Art with a Nostalgic Twist

Though the animation in Hammer and Bolter is in the anime style, the art is reminiscent of late-90’s to early-2000’s. Namely, Hammer and Bolter reflects some of the popular superhero cartoons that were so popular during this time period. I will note that for some older tabletop gamers, this period was also kind of a golden era for many Warhammer 40k fans.

I am reminded of Eric Radomski’s and Bruce Timm’s run with DC Comics properties Batman, Superman, and Justice League animated series. It is a aesthetically pleasing art style that allows for dynamic faces, dangerous looking bodies, and of course grim dark backgrounds.

The colors are all deep golds and reds, dark blues and greens, and dark shadows are layered on top of anything bright. The color contrast and vibrancy are all reminiscent of those cartoons that many us grew to love and fondly remember watching after school, or on those lazy morning weekends before the day’s buzz ramped up.

Music and Sound Track

Synthetic tones reminiscent of electric organs or horns combined with haunting and jangling string instruments frequently accompany scenes about the dystopic Imperium of Man. The music conjures a growing sense of dread and fear.

A marriage of classic composition and futuristic instruments is the perfect soundtrack for a civilization set in the far future, and yet so blatantly privative, dark, violent, and superstitious. Action scenes still use the electric sounds but they pick up frantic pace, punctuated with deep and booming drums.

The third episode Hammer and Bolter (and my favorite so far) centers around the Orks and the sounds of the Imperium are mostly set aside in favor of rock hard guitars and rolling booming drums. Its metal.

I am excited for future episodes of Hammer and Bolter. I am excited to see new corners of the Grimdark galaxy in the 41st millennium and hear the music that accompanies the chaotic hordes of demons, the graceful Aeldari, the ancient Necron, the upstart T’au and the nightmarish Druchari.

Post Apocalyptic, Dystopian or Just “Grimdark” Themes

Each episode is only about 20 minutes long. With no commercial interruptions these episodes are quick. The themes of the first two episodes so far are what we are used to when it comes to the Imperium of man: Grim, dark, dystopic, with characters struggling to contain despair, paranoia, and madness.

The threat of violence is ever present and it can erupt at any moment. The third episode was a breath of fresh air. It was the boomiest, dakka-iest, stabby-iest and greenest episode so far. Yes, you can guess what all this means. I was quite pleased.

Brief Summary and Spoilers

>Start Spoilers

Episode 1: Death’s Hand

An Inquisitor anxiously attempts to avert his own death. Several prophets with tarot decks and have warned him of his impending death. He angerly and arrogantly murders those that do not provide him with the news he wishes to hear.
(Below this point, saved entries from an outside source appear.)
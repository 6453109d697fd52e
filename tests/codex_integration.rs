#![allow(clippy::unwrap_used)]
//! Integration tests for the composite widget library (spec §3 Supplemented
//! features: components module), exercised through the real commit/layout/
//! render pipeline rather than unit-level builder checks alone.

use std::any::Any;
use std::rc::Rc;

use zui::commit::Reconciler;
use zui::components::{status_bar, ChatMessage, ChatView, DiffLine, DiffView, Heatmap, MessageRole, Progress, Sparkline, StatusBarProps, StatusState};
use zui::damage::Damage;
use zui::instance::hooks::{AppStateSource, UpdateQueueHandle};
use zui::instance::InstanceTree;
use zui::layout::{LayoutEngine, Rect};
use zui::render::buffer::Buffer;
use zui::render::Renderer;
use zui::vnode::WidgetKind;
use zui::VNode;

struct NoAppState;
impl AppStateSource for NoAppState {
    fn snapshot(&self) -> Rc<dyn Any> {
        Rc::new(())
    }
}

fn render_to_text(root: VNode, width: u16, height: u16) -> String {
    let mut tree = InstanceTree::new();
    let queue = UpdateQueueHandle::new();
    Reconciler::commit(&mut tree, Some(root), &queue, &NoAppState).unwrap();
    let root_handle = tree.root().unwrap();

    let mut engine = LayoutEngine::new();
    let layout = engine.compute(&tree, root_handle, width, height).unwrap();
    let viewport = Rect { x: 0, y: 0, width, height };
    let bytes = Renderer::default().render(&tree, &layout, root_handle, viewport, &Damage::FullViewport, 1).unwrap();

    let mut buffer = Buffer::new(width, height);
    buffer.apply_drawlist(&bytes).unwrap();
    buffer.to_text()
}

#[test]
fn chat_view_renders_through_the_full_pipeline() {
    let root = ChatView::new()
        .message(ChatMessage::new(MessageRole::User, "what's the plan?"))
        .message(ChatMessage::new(MessageRole::Assistant, "ship it"))
        .build();
    let text = render_to_text(root, 60, 4);
    assert!(text.contains("you: what's the plan?"));
    assert!(text.contains("assistant: ship it"));
}

#[test]
fn diff_view_renders_through_the_full_pipeline() {
    let root = DiffView::new().file_path("src/main.rs").line(DiffLine::add(10, "fn main() {}")).build();
    let text = render_to_text(root, 60, 4);
    assert!(text.contains("src/main.rs"));
    assert!(text.contains("+fn main() {}"));
}

#[test]
fn progress_bar_renders_the_expected_fill_and_percent() {
    let root = Progress::new().width(10).fraction(0.3).build();
    let text = render_to_text(root, 20, 1);
    assert!(text.contains('█'));
    assert!(text.contains("30%"));
}

#[test]
fn sparkline_produces_one_glyph_per_value() {
    let root = Sparkline::new([0.0, 1.0, 0.5]).build();
    assert_eq!(root.kind, WidgetKind::Text);
    let text = render_to_text(root, 10, 1);
    assert_eq!(text.chars().filter(|c| !c.is_whitespace()).count(), 3);
}

#[test]
fn heatmap_builds_a_grid_with_the_requested_shape_and_renders() {
    let root = Heatmap::new(2, 2, [0.0, 0.5, 1.0, 0.25]).build();
    assert_eq!(root.children.len(), 2);
    assert_eq!(root.children[0].children.len(), 2);
    // Four 2-wide cells, two rows: should lay out and render without panicking.
    let _ = render_to_text(root, 10, 2);
}

#[test]
fn status_bar_composite_renders_through_the_commit_pipeline() {
    let props = StatusBarProps { state: StatusState::Error, message: "boom".to_string() };
    let root = status_bar(props, None);
    let text = render_to_text(root, 40, 1);
    assert!(text.contains("Error"));
    assert!(text.contains("boom"));
}

#[test]
fn status_bar_composite_queues_a_spinner_tick_only_while_active() {
    let mut tree = InstanceTree::new();
    let queue = UpdateQueueHandle::new();
    let active = status_bar(StatusBarProps { state: StatusState::Thinking, message: "working".to_string() }, None);
    Reconciler::commit(&mut tree, Some(active), &queue, &NoAppState).unwrap();
    assert!(!queue.is_empty(), "an active status bar must queue a spinner tick on every render");

    let mut idle_tree = InstanceTree::new();
    let idle_queue = UpdateQueueHandle::new();
    let idle = status_bar(StatusBarProps::default(), None);
    Reconciler::commit(&mut idle_tree, Some(idle), &idle_queue, &NoAppState).unwrap();
    assert!(idle_queue.is_empty(), "an idle status bar must not queue a spinner tick");
}
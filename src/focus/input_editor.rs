//! Text-input cursor/selection routing (spec §4.8 "Input editor routing",
//! §8 "Input editor" invariant).

use unicode_segmentation::UnicodeSegmentation;

#[derive(Debug, Clone, Copy, PartialEq, Eq)]
pub struct Selection {
    pub start: usize,
    pub end: usize,
}

impl Selection {
    #[must_use]
    fn normalized(self) -> Self {
        if self.start <= self.end { self } else { Self { start: self.end, end: self.start } }
    }
}

#[derive(Debug, Clone, PartialEq)]
pub struct EditorState {
    pub value: String,
    pub cursor: usize,
    pub selection: Option<Selection>,
}

#[derive(Debug, Clone, Copy, PartialEq, Eq)]
pub enum EditorKey {
    ArrowLeft { shift: bool },
    ArrowRight { shift: bool },
    Home { shift: bool },
    End { shift: bool },
    Backspace,
    Delete,
}

/// All grapheme-cluster boundary offsets of `s`, including `0` and
/// `s.len()`.
fn boundaries(s: &str) -> Vec<usize> {
    let mut b: Vec<usize> = s.grapheme_indices(true).map(|(i, _)| i).collect();
    b.push(s.len());
    b
}

fn nearest_boundary(bounds: &[usize], pos: usize) -> usize {
    bounds.iter().copied().min_by_key(|&b| (b as isize - pos as isize).abs()).unwrap_or(0)
}

fn prev_boundary(bounds: &[usize], pos: usize) -> usize {
    bounds.iter().copied().filter(|&b| b < pos).max().unwrap_or(0)
}

fn next_boundary(bounds: &[usize], pos: usize) -> usize {
    bounds.iter().copied().filter(|&b| b > pos).min().unwrap_or(pos)
}

/// Apply one navigation/editing key to `state`, returning the next state
/// (spec §4.8: cursor stays in `0..=len`, selection endpoints normalize to
/// grapheme boundaries, both null or both present with `start <= end`).
#[must_use]
pub fn handle_key(state: &EditorState, key: EditorKey) -> EditorState {
    let bounds = boundaries(&state.value);
    let cursor = nearest_boundary(&bounds, state.cursor.min(state.value.len()));
    match key {
        EditorKey::ArrowLeft { shift } => {
            let target = prev_boundary(&bounds, cursor);
            move_cursor(state, cursor, target, shift)
        }
        EditorKey::ArrowRight { shift } => {
            let target = next_boundary(&bounds, cursor);
            move_cursor(state, cursor, target, shift)
        }
        EditorKey::Home { shift } => move_cursor(state, cursor, 0, shift),
        EditorKey::End { shift } => move_cursor(state, cursor, state.value.len(), shift),
        EditorKey::Backspace => delete(state, &bounds, cursor, Direction::Backward),
        EditorKey::Delete => delete(state, &bounds, cursor, Direction::Forward),
    }
}

fn move_cursor(state: &EditorState, from: usize, to: usize, shift: bool) -> EditorState {
    let selection = if shift {
        let anchor = state.selection.map_or(from, |s| if s.start == from { s.end } else { s.start });
        Some(Selection { start: anchor, end: to }.normalized())
    } else {
        None
    };
    EditorState { value: state.value.clone(), cursor: to, selection }
}

enum Direction {
    Forward,
    Backward,
}

fn delete(state: &EditorState, bounds: &[usize], cursor: usize, dir: Direction) -> EditorState {
    if let Some(sel) = state.selection {
        return replace_selection(state, sel, "");
    }
    let (start, end) = match dir {
        Direction::Backward => (prev_boundary(bounds, cursor), cursor),
        Direction::Forward => (cursor, next_boundary(bounds, cursor)),
    };
    if start == end {
        return EditorState { value: state.value.clone(), cursor, selection: None };
    }
    let mut value = state.value.clone();
    value.replace_range(start..end, "");
    EditorState { value, cursor: start, selection: None }
}

/// Insert `text` (typed input or a paste), replacing the active selection if
/// one exists (spec §4.8 "printable text and paste (selection replacement)").
#[must_use]
pub fn insert_text(state: &EditorState, text: &str) -> EditorState {
    if let Some(sel) = state.selection {
        return replace_selection(state, sel, text);
    }
    let bounds = boundaries(&state.value);
    let cursor = nearest_boundary(&bounds, state.cursor.min(state.value.len()));
    let mut value = state.value.clone();
    value.insert_str(cursor, text);
    EditorState { value, cursor: cursor + text.len(), selection: None }
}

fn replace_selection(state: &EditorState, sel: Selection, text: &str) -> EditorState {
    let sel = sel.normalized();
    let mut value = state.value.clone();
    value.replace_range(sel.start..sel.end, text);
    EditorState { value, cursor: sel.start + text.len(), selection: None }
}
The source of his anxiety is that he is due for an investiture, a promotion, into the higher ranks of the Imperium’s Inquisition. His paranoia is piqued when an old friend and fellow inquisitor arrive to “escort” him.

The two men, that in the past fought on the same side, now heavily distrust each other in this moment. The conversation turns violent, and each retinue believes that they have the other in a trap.

There are barely any survivors. An Imperium Assassin, one of the deadliest agents of the Imperium, is captured and interrogated by our “hero”.

He is confident that he finally escaped the fate the tarot deck revealed to him, only to be ambushed in a moment where he felt that he was completely secure. His death furthers the agenda of whatever competing Imperial forces. I wonder if we will return to this story in the future.

Episode 2: Bound for Greatness

The slowest paced of the three episodes is also the most atmospheric. The subject of this story is not a mighty inquisitor, or a space marine, or enigmatic or brutal alien warlord, but a regular man with perhaps one of the most bureaucratic and dystopic day jobs in fiction.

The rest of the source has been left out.